No standard deviation.

The standard deviation is 3

To calculate the probability that the average mileage of the fleet is greater than 30.3 mpg, we can use the concept of sampling distribution and the Central Limit Theorem.

The Central Limit Theorem states that if you have a large enough sample size, the sampling distribution of the sample means will be approximately normally distributed, regardless of the shape of the population distribution. This means that as long as our sample size is large enough, we can assume that the distribution of the average mileage of the fleet is approximately normal.

In this case, the sample size is 57, which is considered large enough for the Central Limit Theorem to apply.
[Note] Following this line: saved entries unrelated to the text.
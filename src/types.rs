use chrono::{DateTime, Utc};
use serde::{Deserialize, Serialize};
use std::collections::BTreeMap;
use std::path::PathBuf;

pub const DEFAULT_TITLE: &str = "Job Listing";
pub const DEFAULT_JOB_TYPE: &str = "full-time";

/// Normalized job posting. Every field is always present.
#[derive(Debug, Clone, PartialEq, Eq, Serialize, Deserialize)]
pub struct JobRecord {
    pub title: String,
    pub organization_name: String,
    pub organization_logo: String,
    pub location: String,
    pub job_type: String,
    pub salary_range: String,
    pub expires_at: String,
    pub application_email: String,
    pub application_url: String,
    pub application_instructions: String,
    pub requirements: String,
    pub description: String,
    pub created_at: DateTime<Utc>,
    pub views_count: u64,
}

impl JobRecord {
    /// `created_at` as `YYYY-MM-DDTHH:MM:SSZ`.
    pub fn created_at_iso(&self) -> String {
        self.created_at.format("%Y-%m-%dT%H:%M:%SZ").to_string()
    }
}

/// Whatever a strategy could determine about a posting.
#[derive(Debug, Clone, Default, PartialEq, Eq, Serialize, Deserialize)]
pub struct PartialJob {
    pub title: Option<String>,
    pub organization_name: Option<String>,
    pub organization_logo: Option<String>,
    pub location: Option<String>,
    pub job_type: Option<String>,
    pub salary_range: Option<String>,
    pub expires_at: Option<String>,
    pub application_email: Option<String>,
    pub application_url: Option<String>,
    pub application_instructions: Option<String>,
    pub requirements: Option<String>,
    pub created_at: Option<DateTime<Utc>>,
    pub views_count: Option<u64>,
}

impl From<JobRecord> for PartialJob {
    fn from(r: JobRecord) -> Self {
        Self {
            title: Some(r.title),
            organization_name: Some(r.organization_name),
            organization_logo: Some(r.organization_logo),
            location: Some(r.location),
            job_type: Some(r.job_type),
            salary_range: Some(r.salary_range),
            expires_at: Some(r.expires_at),
            application_email: Some(r.application_email),
            application_url: Some(r.application_url),
            application_instructions: Some(r.application_instructions),
            requirements: Some(r.requirements),
            created_at: Some(r.created_at),
            views_count: Some(r.views_count),
        }
    }
}

/// A strategy's output: partial fields plus the raw description text.
#[derive(Debug, Clone, Default, PartialEq, Eq)]
pub struct RawExtraction {
    pub job: PartialJob,
    pub description: String,
}

impl RawExtraction {
    pub fn new(job: PartialJob, description: impl Into<String>) -> Self {
        Self {
            job,
            description: description.into(),
        }
    }
}

/// Outcome of one strategy.
#[derive(Debug, Clone, PartialEq, Eq)]
pub enum Attempt {
    /// The URL or page does not have the shape this strategy handles.
    NotApplicable,
    /// Applicable but the fetch, parse or acceptance check failed.
    Failed(String),
    Success(RawExtraction),
}

impl Attempt {
    pub fn failed(reason: impl Into<String>) -> Self {
        Attempt::Failed(reason.into())
    }

    pub fn is_success(&self) -> bool {
        matches!(self, Attempt::Success(_))
    }
}

/// Dispatcher output.
#[derive(Debug, Clone, Serialize, Deserialize)]
pub struct Scraped {
    pub record: JobRecord,
    /// Name of the strategy that produced the record.
    pub strategy: String,
}

impl Scraped {
    /// Description body, handed to persistence separately from the record.
    pub fn body(&self) -> &str {
        &self.record.description
    }
}

/// A scraped record and the place a store put it.
#[derive(Debug, Clone, Serialize, Deserialize)]
pub struct StoredJob {
    #[serde(flatten)]
    pub scraped: Scraped,
    pub path: PathBuf,
}

#[derive(Debug, Clone, Default, PartialEq, Eq, Serialize, Deserialize)]
pub struct HeaderSet(pub BTreeMap<String, String>);
impl HeaderSet {
    pub fn empty() -> Self {
        Self(BTreeMap::new())
    }
    pub fn with(mut self, k: &str, v: &str) -> Self {
        self.0.insert(k.to_string(), v.to_string());
        self
    }
}

#[derive(Debug, Clone, Serialize, Deserialize)]
pub struct ApiResponse<T> {
    pub ok: bool,
    pub data: Option<T>,
    pub error: Option<String>,
}
impl<T> ApiResponse<T> {
    pub fn ok(data: T) -> Self {
        Self {
            ok: true,
            data: Some(data),
            error: None,
        }
    }
    pub fn err(msg: impl Into<String>) -> Self {
        Self {
            ok: false,
            data: None,
            error: Some(msg.into()),
        }
    }
}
To calculate the probability, we need to standardize the average mileage value (30.3 mpg) using the formula for z-scores:

z = (x - μ) / (σ / sqrt(n))

where x is the sample mean (30.3 mpg), μ is the population mean (30 mpg), σ is the population standard deviation, and n is the sample size (57).

Since the standard deviation (σ) of the population is not given in the provided information, we cannot calculate the exact probability. However, if we assume a reasonable standard deviation value, we can provide an example calculation for illustration purposes.

Let's say we assume a standard deviation of 2.5 mpg. Now we can calculate the z-score:

z = (30.3 - 30) / (2.5 / sqrt(57))

Using a z-table or a statistical software, we can find the area under the standard normal distribution curve to the right of the calculated z-score. This area represents the probability that the average mileage of the fleet is greater than 30.3 mpg.

Please note that if you have the actual population standard deviation, you should use that value for a more accurate calculation.